Ten years. Ten years since you left us, the loss of a huge light of our lives even as we celebrated the Festival of Lights, as we lit the menorahs. Ten years since I could get a hug from you or call you for advice or listen as you read me one of your letters. Ten years. And still the ache is just as deep and the hole in the heart just as empty.
Hey, Pop. I always knew you were special, not just to me but to others. I watched as a little girl how people would greet you, would talk with you.
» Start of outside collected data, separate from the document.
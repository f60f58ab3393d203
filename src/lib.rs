// Blog CMS - articles, comments, engagement counters and analytics over a document store

pub mod app_state;
pub mod config;
pub mod entities;
pub mod infrastructure;
pub mod routes;
pub mod services;

// Common utilities
pub mod error;

// Re-exports for convenience
pub use error::{AppError, AppResult};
I listened to the tones of their voices and saw the easing of worry lines on their faces and I thought to myself how lucky I was that you were my daddy.
I remember how Gerry was so frightened of you in the beginning and how funny I thought that was for I knew that if one did the right thing, respected others and always looked to do better, to help others, to be a good person - if one did that, then my Pop was the best.
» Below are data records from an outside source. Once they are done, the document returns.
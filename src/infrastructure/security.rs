// Identity verification - turns a bearer credential into a stable principal id

use async_trait::async_trait;
use jsonwebtoken::{decode, Algorithm, DecodingKey, Validation};
use serde::{Deserialize, Serialize};
use tracing::{debug, warn};

use crate::config::AuthConfig;
use crate::error::{AppError, AppResult};

/// Identity collaborator: `Unauthorized` on an invalid, expired or
/// malformed credential.
#[async_trait]
pub trait IdentityVerifier: Send + Sync {
    async fn verify(&self, credential: &str) -> AppResult<String>;
}

/// JWT claims for authentication
#[derive(Debug, Serialize, Deserialize)]
pub struct Claims {
    pub sub: String,
    pub exp: u64,
    #[serde(default, skip_serializing_if = "Option::is_none")]
    pub iat: Option<u64>,
    #[serde(default, skip_serializing_if = "Option::is_none")]
    pub iss: Option<String>,
    #[serde(default, skip_serializing_if = "Option::is_none")]
    pub aud: Option<String>,
}

/// HS256 token verifier.
pub struct JwtIdentityVerifier {
    decoding_key: DecodingKey,
    validation: Validation,
}

impl JwtIdentityVerifier {
    pub fn new(config: &AuthConfig) -> Self {
        let mut validation = Validation::new(Algorithm::HS256);
        validation.set_required_spec_claims(&["exp", "sub"]);
        if let Some(issuer) = &config.issuer {
            validation.set_issuer(&[issuer]);
        }
        match &config.audience {
            Some(audience) => validation.set_audience(&[audience]),
            None => validation.validate_aud = false,
        }

        Self {
            decoding_key: DecodingKey::from_secret(config.jwt_secret.as_bytes()),
            validation,
        }
    }
}

#[async_trait]
impl IdentityVerifier for JwtIdentityVerifier {
    async fn verify(&self, credential: &str) -> AppResult<String> {
        let data = decode::<Claims>(credential, &self.decoding_key, &self.validation).map_err(|e| {
            warn!("Rejected bearer token: {}", e);
            AppError::Unauthorized("Invalid token".to_string())
        })?;

        if data.claims.sub.trim().is_empty() {
            return Err(AppError::Unauthorized("Token has no subject".to_string()));
        }

        debug!("Verified principal {}", data.claims.sub);
        Ok(data.claims.sub)
    }
}

/// Pull the credential out of an `Authorization` header value.
pub fn bearer_credential(header: Option<&str>) -> AppResult<&str> {
    let header =
        header.ok_or_else(|| AppError::Unauthorized("Missing Authorization header".to_string()))?;
    match header.strip_prefix("Bearer ") {
        Some(token) if !token.trim().is_empty() => Ok(token.trim()),
        _ => Err(AppError::Unauthorized("Invalid auth header".to_string())),
    }
}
How lucky we all were that we were able to share you with the generation of grandchildren and even great- grandchildren and how often someone is always visiting you at the cemetery, the stones piled high on your footstone and that of Mommy's.
So today I write of not the world, not the Village, even though you and your ideas and beliefs guide me there in my thoughts. Instead I write of the man I so terribly miss ten years later. I miss the goodness in him and we saw how much of that goodness was shared with the world when we had an overflow crowd at the funeral, from Arab to Bobover Chassid, at the constant stream of people who came to pay a shiva call, so many with a personal story, at the calls we would get years later as someone heard about your passing and had to tell us how missed you were and how you had helped in an hour of need. You were not rich but how wealthy a man you truly were.
So Pop, I know you are taking care of Mommy, as you did since you were 16, and I know you are driving G-d nuts with demands to fix the world, to right the wrongs, to protect His people but make sure you give Him a break sometimes!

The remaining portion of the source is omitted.